[Collected data]
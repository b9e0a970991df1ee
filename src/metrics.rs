//! Translation metrics and observability module.
//!
//! Counters are owned by each `TranslationService`, so independent services
//! (and tests) never share numbers.

use serde::Serialize;
use std::sync::atomic::{AtomicUsize, Ordering};

/// Per-service translation counters.
#[derive(Debug, Default)]
pub struct TranslationMetrics {
    /// Number of support-list requests issued
    support_checks: AtomicUsize,

    /// Number of support-list requests that failed and resolved to "not supported"
    support_check_failures: AtomicUsize,

    /// Number of translate requests sent to the provider
    api_calls: AtomicUsize,

    /// Number of translate requests that failed
    api_failures: AtomicUsize,

    /// Number of translate calls rejected locally because the locale is unsupported
    gated_calls: AtomicUsize,
}

impl TranslationMetrics {
    /// Create counters starting at zero.
    pub fn new() -> Self {
        Self::default()
    }

    /// Record a support-list request.
    pub fn record_support_check(&self) {
        self.support_checks.fetch_add(1, Ordering::Relaxed);
    }

    /// Record a support-list request that failed.
    pub fn record_support_check_failure(&self) {
        self.support_check_failures.fetch_add(1, Ordering::Relaxed);
    }

    /// Record a translate request sent to the provider.
    pub fn record_api_call(&self) {
        self.api_calls.fetch_add(1, Ordering::Relaxed);
    }

    /// Record a translate request that failed.
    pub fn record_api_failure(&self) {
        self.api_failures.fetch_add(1, Ordering::Relaxed);
    }

    /// Record a translate call rejected because the locale is unsupported.
    pub fn record_gated_call(&self) {
        self.gated_calls.fetch_add(1, Ordering::Relaxed);
    }

    /// Get the current support-check count.
    pub fn support_checks(&self) -> usize {
        self.support_checks.load(Ordering::Relaxed)
    }

    /// Get the current support-check failure count.
    pub fn support_check_failures(&self) -> usize {
        self.support_check_failures.load(Ordering::Relaxed)
    }

    /// Get the current API call count.
    pub fn api_calls(&self) -> usize {
        self.api_calls.load(Ordering::Relaxed)
    }

    /// Get the current API failure count.
    pub fn api_failures(&self) -> usize {
        self.api_failures.load(Ordering::Relaxed)
    }

    /// Get the current gated call count.
    pub fn gated_calls(&self) -> usize {
        self.gated_calls.load(Ordering::Relaxed)
    }

    /// Generate a metrics report.
    pub fn report(&self) -> MetricsReport {
        let calls = self.api_calls();
        let failures = self.api_failures();
        let api_success_rate = if calls > 0 {
            (calls.saturating_sub(failures) as f64 / calls as f64) * 100.0
        } else {
            0.0
        };

        MetricsReport {
            support_checks: self.support_checks(),
            support_check_failures: self.support_check_failures(),
            api_calls: calls,
            api_failures: failures,
            api_success_rate,
            gated_calls: self.gated_calls(),
        }
    }
}

/// Snapshot of the counters at one point in time.
#[derive(Debug, Clone, Serialize)]
pub struct MetricsReport {
    pub support_checks: usize,
    pub support_check_failures: usize,
    pub api_calls: usize,
    pub api_failures: usize,
    /// Percentage (0-100) of translate requests that succeeded
    pub api_success_rate: f64,
    pub gated_calls: usize,
}

impl MetricsReport {
    /// Format report as a human-readable log line.
    pub fn format_log(&self) -> String {
        format!(
            "Translation metrics: {} support checks ({} failed), {} API calls ({:.1}% success), {} gated",
            self.support_checks,
            self.support_check_failures,
            self.api_calls,
            self.api_success_rate,
            self.gated_calls
        )
    }
}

PROBLEM REQUIREMENTS:
Give the records above again, word for word.

RESULT OF THE EXERCISE:
repository b9e0a970991df1ee
filename src/metrics.rs
//! Translation metrics and observability module.
//!
//! Counters are owned by each `TranslationService`, so independent services
//! (and tests) never share numbers.

use serde::Serialize;
use std::sync::atomic::{AtomicUsize, Ordering};

/// Per-service translation counters.
#[derive(Debug, Default)]
pub struct TranslationMetrics {
    /// Number of support-list requests issued
    support_checks: AtomicUsize,

    /// Number of support-list requests that failed and resolved to "not supported"
    support_check_failures: AtomicUsize,

    /// Number of translate requests sent to the provider
    api_calls: AtomicUsize,

    /// Number of translate requests that failed
    api_failures: AtomicUsize,

    /// Number of translate calls rejected locally because the locale is unsupported
    gated_calls: AtomicUsize,
}

impl TranslationMetrics {
    /// Create counters starting at zero.
    pub fn new() -> Self {
        Self::default()
    }

    /// Record a support-list request.
    pub fn record_support_check(&self) {
        self.support_checks.fetch_add(1, Ordering::Relaxed);
    }

    /// Record a support-list request that failed.
    pub fn record_support_check_failure(&self) {
        self.support_check_failures.fetch_add(1, Ordering::Relaxed);
    }

    /// Record a translate request sent to the provider.
    pub fn record_api_call(&self) {
        self.api_calls.fetch_add(1, Ordering::Relaxed);
    }

    /// Record a translate request that failed.
    pub fn record_api_failure(&self) {
        self.api_failures.fetch_add(1, Ordering::Relaxed);
    }

    /// Record a translate call rejected because the locale is unsupported.
    pub fn record_gated_call(&self) {
        self.gated_calls.fetch_add(1, Ordering::Relaxed);
    }

    /// Get the current support-check count.
    pub fn support_checks(&self) -> usize {
        self.support_checks.load(Ordering::Relaxed)
    }

    /// Get the current support-check failure count.
    pub fn support_check_failures(&self) -> usize {
        self.support_check_failures.load(Ordering::Relaxed)
    }

    /// Get the current API call count.
    pub fn api_calls(&self) -> usize {
        self.api_calls.load(Ordering::Relaxed)
    }

    /// Get the current API failure count.
    pub fn api_failures(&self) -> usize {
        self.api_failures.load(Ordering::Relaxed)
    }

    /// Get the current gated call count.
    pub fn gated_calls(&self) -> usize {
        self.gated_calls.load(Ordering::Relaxed)
    }

    /// Generate a metrics report.
    pub fn report(&self) -> MetricsReport {
        let calls = self.api_calls();
        let failures = self.api_failures();
        let api_success_rate = if calls > 0 {
            (calls.saturating_sub(failures) as f64 / calls as f64) * 100.0
        } else {
            0.0
        };

        MetricsReport {
            support_checks: self.support_checks(),
            support_check_failures: self.support_check_failures(),
            api_calls: calls,
            api_failures: failures,
            api_success_rate,
            gated_calls: self.gated_calls(),
        }
    }
}

/// Snapshot of the counters at one point in time.
#[derive(Debug, Clone, Serialize)]
pub struct MetricsReport {
    pub support_checks: usize,
    pub support_check_failures: usize,
    pub api_calls: usize,
    pub api_failures: usize,
    /// Percentage (0-100) of translate requests that succeeded
    pub api_success_rate: f64,
    pub gated_calls: usize,
}

impl MetricsReport {
    /// Format report as a human-readable log line.
    pub fn format_log(&self) -> String {
        format!(
            "Translation metrics: {} support checks ({} failed), {} API calls ({:.1}% success), {} gated",
            self.support_checks,
            self.support_check_failures,
            self.api_calls,
            self.api_success_rate,
            self.gated_calls
        )
    }
}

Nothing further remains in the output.